Gelişmiş yerli yerlerden ilk büyük ölçekli sürgün 1944'e kadar uzanır. O zaman, I. Stalin'in emriyle Ahıska Türkleri, Kırım Tatarları, Çeçenler karşısında "sakıncalı" olan şeydi., Yunanlılar, Almanlar sınır dışı edilmelidir. Bu dönemde 90.000'den fazla Ahıska Özbek, Kazak ve Kırgız SSR'sine gitti.
Böylece yeni nesil Ahıska Türkleri, çilelerden kurtulmaya vakit bulamayan Özbek SSC'nin Fergana Vadisi'ndeki düşmanlıklar sonucu zulme uğradı. Bir katliamın kurbanı olduktan sonra, SSCB Hükümeti'nin emriyle Orta Rusya'ya tahliye edildiler. Fergana "karmaşasının" takip ettiği ana hedeflerden biri, Kremlin'in Gürcistan ve Nisan 1989'da bağımsız ve özgür olma arzusunu ilan eden tüm halk üzerindeki baskısıydı.
Yalnızca Fergana'da değil, ülkenin diğer bölgelerinde de artan çatışma ve durumun istikrarsızlığı ile Türkler Rusya, Azerbaycan, Ukrayna, Kazakistan'a dağıldı. Toplamda yaklaşık 70 bin kişi ülke içinde yerinden edilmiş kişiler haline geldi.
Modern dünyada, Ahıska halkının geri gönderilmesi ve haklarının korunması konusu, uluslararası ilişkiler ve siyasi iniş çıkışların ön saflarında yer alan çok alakalı ve karmaşıktır. Hem yetkililer hem de halkın temsilcileri tarafından hedeflerin, son tarihlerin ve isteklerin belirsizliği sorunu daha da kötüleştiriyor.
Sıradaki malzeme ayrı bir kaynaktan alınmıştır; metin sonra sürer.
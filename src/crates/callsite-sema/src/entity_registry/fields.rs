//! Field and property registration, lookup, and substitution helpers.

use crate::entity_defs::{FieldDef, MethodDef, PropertyDef};
use crate::type_arena::{TypeArena, TypeId, TypeIdVec};
use crate::types::ConstantValue;
use callsite_identity::{FieldId, PropertyId, TypeDefId};

use super::{EntityRegistry, MethodDefBuilder};

/// Storage class of a field.
#[derive(Debug, Clone, PartialEq)]
pub enum FieldKind {
    Instance,
    ReadOnly,
    Static,
    /// Literal field: static, read-only, value fixed at registration
    Const(ConstantValue),
}

impl EntityRegistry {
    /// Register a field; instance fields get the next slot of the defining type.
    pub fn register_field(
        &mut self,
        defining_type: TypeDefId,
        name: &str,
        ty: TypeId,
        kind: FieldKind,
    ) -> FieldId {
        let id = FieldId::new(self.field_defs.len() as u32);
        let (is_static, is_readonly, constant) = match kind {
            FieldKind::Instance => (false, false, None),
            FieldKind::ReadOnly => (false, true, None),
            FieldKind::Static => (true, false, None),
            FieldKind::Const(value) => (true, true, Some(value)),
        };
        let type_def = self.get_type_mut(defining_type);
        let slot = if is_static {
            None
        } else {
            let slot = type_def.instance_field_count;
            type_def.instance_field_count += 1;
            Some(slot)
        };
        type_def.fields.push(id);
        self.field_defs.push(FieldDef {
            id,
            name: name.to_string(),
            defining_type,
            ty,
            is_static,
            is_readonly,
            constant,
            slot,
        });
        id
    }

    pub fn field(&self, id: FieldId) -> &FieldDef {
        &self.field_defs[id.index() as usize]
    }

    /// Find a field by exact name on the type or any of its bases.
    pub fn field_by_name(&self, arena: &TypeArena, ty: TypeId, name: &str) -> Option<FieldId> {
        let mut current = Some(ty);
        while let Some(ty) = current {
            if let Some((def_id, _, _)) = arena.unwrap_nominal(ty)
                && let Some(&id) = self
                    .get_type(def_id)
                    .fields
                    .iter()
                    .find(|&&f| self.field(f).name == name)
            {
                return Some(id);
            }
            current = self.base_of(arena, ty);
        }
        None
    }

    /// Instance fields of a type in slot order.
    pub fn instance_fields(&self, def: TypeDefId) -> impl Iterator<Item = &FieldDef> + '_ {
        let mut fields: Vec<&FieldDef> = self
            .get_type(def)
            .fields
            .iter()
            .map(|&f| self.field(f))
            .filter(|f| f.slot.is_some())
            .collect();
        fields.sort_by_key(|f| f.slot);
        fields.into_iter()
    }

    /// The field's type as seen through a (possibly closed) owner type.
    pub fn field_type_in(&self, arena: &mut TypeArena, field: FieldId, owner: TypeId) -> TypeId {
        let declared = self.field(field).ty;
        let subs = self.substitutions_for(arena, owner);
        arena.substitute(declared, &subs)
    }

    /// Register a property (or an indexer when `index_params` is non-empty) with
    /// the requested accessors. Accessors are ordinary methods named
    /// `get_<Name>` / `set_<Name>`.
    #[allow(clippy::too_many_arguments)]
    pub fn register_property(
        &mut self,
        arena: &mut TypeArena,
        defining_type: TypeDefId,
        name: &str,
        ty: TypeId,
        index_params: &[TypeId],
        readable: bool,
        writable: bool,
        is_static: bool,
    ) -> PropertyId {
        let id = PropertyId::new(self.property_defs.len() as u32);
        let owner_type = self.get_type(defining_type).self_type;

        let getter = readable.then(|| {
            let mut builder = MethodDefBuilder::new(defining_type, &format!("get_{name}"), ty)
                .is_static(is_static);
            for (i, &p) in index_params.iter().enumerate() {
                builder = builder.param(&format!("index{i}"), p);
            }
            builder.register(self, arena)
        });
        let setter = writable.then(|| {
            let mut builder =
                MethodDefBuilder::new(defining_type, &format!("set_{name}"), TypeId::VOID)
                    .is_static(is_static);
            for (i, &p) in index_params.iter().enumerate() {
                builder = builder.param(&format!("index{i}"), p);
            }
            builder.param("value", ty).register(self, arena)
        });

        self.property_defs.push(PropertyDef {
            id,
            name: name.to_string(),
            defining_type: owner_type,
            ty,
            index_params: index_params.iter().copied().collect::<TypeIdVec>(),
            getter,
            setter,
            is_static,
        });
        self.get_type_mut(defining_type).properties.push(id);
        id
    }

    pub fn property(&self, id: PropertyId) -> &PropertyDef {
        &self.property_defs[id.index() as usize]
    }

    /// Find a property by exact name on the type or any of its bases.
    pub fn property_by_name(
        &self,
        arena: &TypeArena,
        ty: TypeId,
        name: &str,
    ) -> Option<PropertyId> {
        let mut current = Some(ty);
        while let Some(ty) = current {
            if let Some((def_id, _, _)) = arena.unwrap_nominal(ty)
                && let Some(&id) = self
                    .get_type(def_id)
                    .properties
                    .iter()
                    .find(|&&p| self.property(p).name == name)
            {
                return Some(id);
            }
            current = self.base_of(arena, ty);
        }
        None
    }

    /// The getter descriptor of a property as seen through `owner`.
    pub fn property_getter_in(
        &mut self,
        arena: &mut TypeArena,
        property: PropertyId,
        owner: TypeId,
    ) -> Option<&MethodDef> {
        let getter = self.property(property).getter?;
        let id = self.instantiate_for_type(arena, getter, owner);
        Some(self.method(id))
    }
}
Gürcistan, 1999'da Avrupa Konseyi'ne katılarak, Türklerin 12 yıl içinde vatanlarına dönüşü sorununu gündeme getirmeyi ve çözmeyi, süreci yoğunlaştırmayı taahhüt etti.geri dönüş ve entegrasyon, onlara resmi vatandaşlık verin.
Ancak, bu projenin uygulanmasını zorlaştıran faktörler var. Aralarında:
- Türklerin tarihi vatanının (Meskheti ve Javakheti) bir zamanlar aktif olarak silahlandırılması; bir azınlığın diğerinin bu bölgeye dönüşüne karşı fanatik saldırgan tutumları izlenebilir;
- Gürcü resmi kurumlarının yetersiz kararlı konumu;
- Bu konuyu düzenleyen yasal ve yasal çerçevenin düşük seviyesi, alınan ve dile getirilen tüm kararların sonuçlarının olmamasının nedenidir.